Полная нуклеотидная структура первой и второй хромосом V. vulnificus размерами 3 281 945 и 1 844 853 нуклеотидов находились в GenBank по электронным адресам AE016795 и AE016796. Для анализа использовали авторскую компъютерную программу "Repeat 1.0". При этом параметры минимального пограничного значения величины и кратности нуклеотидных повторов были установлены в режиме "четыре по четыре". Выявление возможных нуклеотидных замен в повторах, приводящих к формированию дегенеративных тандемных повторов в данном исследовании не проводили.
Результаты компъютерного анализа свидетельствовали о существовании в геноме V. vulnificus значительного числа потенциальных локусов простых тандемных повторов. Так, в составе первой хромосомы обнаружено свыше 30 участков ДНК, содержащих повторы.
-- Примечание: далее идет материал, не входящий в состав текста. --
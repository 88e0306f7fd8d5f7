pub mod cycle;
pub mod models;
pub mod timer_state;
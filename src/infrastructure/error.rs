use thiserror::Error;

#[derive(Debug, Error)]
pub enum InfraError {
    #[error("I/O error: {0}")]
    Io(#[from] std::io::Error),
    #[error("JSON error: {0}")]
    Json(#[from] serde_json::Error),
    #[error("Invalid config: {0}")]
    InvalidConfig(String),
    #[error("Task service error: {0}")]
    Api(String),
    #[error("Runtime state error: {0}")]
    State(String),
}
Размер повторяющейся последовательности составлял от 6 до 8 нуклеотидов, а число повторов варьировало от 5 до 27. В составе второй (меньшей) хромосомы выявлено семь повторов длиной от пяти до девяти нуклеотидов. При этом кратность повторов варьировала от 5 до 23.
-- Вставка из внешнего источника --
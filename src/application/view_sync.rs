use crate::application::engine::{EngineUpdate, Notice, TimerEngine};
use crate::application::task_store::TaskStore;
use crate::domain::models::{Task, TaskId};
use crate::domain::timer_state::TimerState;
use serde::Serialize;

/// Presentation surface for the task list and the main timer display.
pub trait TimerView: Send + Sync {
    fn render_row(&self, row: &TaskRowView);
    fn remove_row(&self, task_id: TaskId);
    fn render_main(&self, display: &MainDisplayView);
    fn clear_main(&self);
}

/// Receives phase transitions, reset confirmations and failures for display to the user.
pub trait Notifier: Send + Sync {
    fn notify(&self, notice: &Notice);
}

#[derive(Debug, Clone, Serialize, PartialEq)]
pub struct TaskRowView {
    pub task_id: TaskId,
    pub title: String,
    pub priority_label: &'static str,
    pub status_text: String,
    pub is_selected: bool,
    pub is_running: bool,
}

impl TaskRowView {
    pub fn build(task: &Task, state: &TimerState, is_selected: bool) -> Self {
        Self {
            task_id: task.id,
            title: task.display_title().to_string(),
            priority_label: task.priority.label(),
            status_text: state.status_text(),
            is_selected,
            is_running: state.is_running,
        }
    }
}

#[derive(Debug, Clone, Serialize, PartialEq)]
pub struct MainDisplayView {
    pub task_id: TaskId,
    pub clock: String,
    pub phase_caption: &'static str,
    pub session_label: String,
    pub is_running: bool,
    pub progress: f64,
}

impl MainDisplayView {
    pub fn build(task_id: TaskId, state: &TimerState) -> Self {
        Self {
            task_id,
            clock: state.clock(),
            phase_caption: state.phase.caption(),
            session_label: format!("Session {}", state.session_ordinal()),
            is_running: state.is_running,
            progress: state.progress(),
        }
    }
}

/// Pushes engine updates into a [`TimerView`] and a [`Notifier`].
pub struct ViewSynchronizer<'a> {
    view: &'a dyn TimerView,
    notifier: &'a dyn Notifier,
}

impl<'a> ViewSynchronizer<'a> {
    pub fn new(view: &'a dyn TimerView, notifier: &'a dyn Notifier) -> Self {
        Self { view, notifier }
    }

    pub fn apply(&self, update: &EngineUpdate, store: &TaskStore, engine: &TimerEngine) {
        let selected = engine.selected();
        for task_id in &update.removed {
            self.view.remove_row(*task_id);
        }
        for (task_id, state) in &update.changed {
            if let Some(task) = store.visible(*task_id) {
                self.view
                    .render_row(&TaskRowView::build(task, state, selected == Some(*task_id)));
            }
        }

        let selected_changed = selected
            .map(|task_id| update.state_of(task_id).is_some())
            .unwrap_or(false);
        if update.selection_changed || selected_changed {
            self.refresh_main(engine);
        }

        for notice in &update.notices {
            self.notifier.notify(notice);
        }
    }

    /// Full re-render of the visible task list and the main display.
    pub fn render_all(&self, store: &TaskStore, engine: &TimerEngine) {
        let selected = engine.selected();
        let default_state = TimerState::default();
        for task in store.focus_tasks() {
            let state = engine.get(task.id).unwrap_or(&default_state);
            self.view
                .render_row(&TaskRowView::build(task, state, selected == Some(task.id)));
        }
        self.refresh_main(engine);
    }

    pub fn notify(&self, notice: &Notice) {
        self.notifier.notify(notice);
    }

    fn refresh_main(&self, engine: &TimerEngine) {
        match engine
            .selected()
            .and_then(|task_id| engine.get(task_id).map(|state| (task_id, state)))
        {
            Some((task_id, state)) => self
                .view
                .render_main(&MainDisplayView::build(task_id, state)),
            None => self.view.clear_main(),
        }
    }
}


#[cfg(test)]
mod tests {
    use super::testing::{RecordingNotifier, RecordingView, ViewEvent};
    use super::*;
    use crate::application::engine::NoticeKind;
    use crate::domain::models::{Priority, TaskKind};

    fn focus_task(id: i64) -> Task {
        Task {
            id: TaskId::new(id),
            title: format!("focus {id}"),
            description: None,
            priority: Priority::High,
            completed: false,
            kind: TaskKind::FocusTask,
            created_at: None,
            updated_at: None,
        }
    }

    fn store_with(ids: &[i64]) -> TaskStore {
        let mut store = TaskStore::default();
        store.replace_all(ids.iter().copied().map(focus_task).collect());
        store
    }

    fn rows(events: &[ViewEvent]) -> Vec<&TaskRowView> {
        events
            .iter()
            .filter_map(|event| match event {
                ViewEvent::Row(row) => Some(row),
                _ => None,
            })
            .collect()
    }

    fn mains(events: &[ViewEvent]) -> Vec<&MainDisplayView> {
        events
            .iter()
            .filter_map(|event| match event {
                ViewEvent::Main(main) => Some(main),
                _ => None,
            })
            .collect()
    }

    #[test]
    fn tick_of_selected_task_refreshes_row_and_main() {
        let view = RecordingView::default();
        let notifier = RecordingNotifier::default();
        let sync = ViewSynchronizer::new(&view, &notifier);
        let store = store_with(&[1]);
        let mut engine = TimerEngine::new();
        engine.select(TaskId::new(1));
        engine.start(TaskId::new(1));

        let update = engine.tick();
        sync.apply(&update, &store, &engine);
        let events = view.take();

        let rows = rows(&events);
        assert_eq!(rows.len(), 1);
        assert_eq!(rows[0].status_text, "work 24:59");
        assert!(rows[0].is_selected);
        assert_eq!(rows[0].priority_label, "P0");
        let mains = mains(&events);
        assert_eq!(mains.len(), 1);
        assert_eq!(mains[0].clock, "24:59");
        assert!(mains[0].is_running);
    }

    #[test]
    fn tick_of_unselected_task_leaves_main_display_alone() {
        let view = RecordingView::default();
        let notifier = RecordingNotifier::default();
        let sync = ViewSynchronizer::new(&view, &notifier);
        let store = store_with(&[1, 2]);
        let mut engine = TimerEngine::new();
        engine.start(TaskId::new(1));
        engine.select(TaskId::new(2));

        sync.apply(&engine.tick(), &store, &engine);
        let events = view.take();

        assert_eq!(rows(&events).len(), 1);
        assert!(mains(&events).is_empty());
    }

    #[test]
    fn selection_peek_shows_idle_state() {
        let view = RecordingView::default();
        let notifier = RecordingNotifier::default();
        let sync = ViewSynchronizer::new(&view, &notifier);
        let store = store_with(&[1]);
        let mut engine = TimerEngine::new();

        sync.apply(&engine.select(TaskId::new(1)), &store, &engine);
        let events = view.take();

        let mains = mains(&events);
        assert_eq!(mains.len(), 1);
        assert_eq!(mains[0].clock, "25:00");
        assert_eq!(mains[0].phase_caption, "Work time");
        assert_eq!(mains[0].session_label, "Session 1");
        assert!(!mains[0].is_running);
        assert_eq!(mains[0].progress, 0.0);
    }

    #[test]
    fn removing_selected_task_clears_main_and_row() {
        let view = RecordingView::default();
        let notifier = RecordingNotifier::default();
        let sync = ViewSynchronizer::new(&view, &notifier);
        let mut store = store_with(&[1]);
        let mut engine = TimerEngine::new();
        engine.select(TaskId::new(1));

        let update = engine.remove(TaskId::new(1));
        store.remove(TaskId::new(1));
        sync.apply(&update, &store, &engine);

        assert_eq!(
            view.take(),
            vec![ViewEvent::RemoveRow(TaskId::new(1)), ViewEvent::ClearMain]
        );
    }

    #[test]
    fn notices_reach_the_notifier() {
        let view = RecordingView::default();
        let notifier = RecordingNotifier::default();
        let sync = ViewSynchronizer::new(&view, &notifier);
        let store = store_with(&[1]);
        let mut engine = TimerEngine::new();

        sync.apply(&engine.reset(TaskId::new(1)), &store, &engine);
        let notices = notifier.take();
        assert_eq!(notices.len(), 1);
        assert_eq!(notices[0].kind, NoticeKind::Reset);
    }

    #[test]
    fn rows_are_not_rendered_for_hidden_tasks() {
        let view = RecordingView::default();
        let notifier = RecordingNotifier::default();
        let sync = ViewSynchronizer::new(&view, &notifier);
        let mut store = TaskStore::default();
        let mut hidden = focus_task(1);
        hidden.kind = TaskKind::PlainTodo;
        store.replace_all(vec![hidden]);
        let mut engine = TimerEngine::new();

        sync.apply(&engine.start(TaskId::new(1)), &store, &engine);
        assert!(rows(&view.take()).is_empty());
    }

    #[test]
    fn render_all_draws_every_visible_row() {
        let view = RecordingView::default();
        let notifier = RecordingNotifier::default();
        let sync = ViewSynchronizer::new(&view, &notifier);
        let store = store_with(&[1, 2, 3]);
        let engine = TimerEngine::new();

        sync.render_all(&store, &engine);
        let events = view.take();
        assert_eq!(rows(&events).len(), 3);
        assert_eq!(events.last(), Some(&ViewEvent::ClearMain));
    }
}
В целом число локусов, содержащих простые тандемные повторы в геноме V. vulnificus, приблизительно на порядок превышает их количество в составе генома холерного вибриона (Водопьянов, 2001). Учитывая, что размеры полных геномов указанных вибрионов практически одинаковы, обнаруженные различия могут отражать особенности биологии возбудителей. Полученные результаты можно рассматривать как первый этап создания молекулярно-генетической системы мультилокусного VNTR-типирования V. vulnificus. Дальнейшим этапом работы может быть конструирование специфических праймеров и анализ коллекции штаммов с целью выявления вариабельных локусов.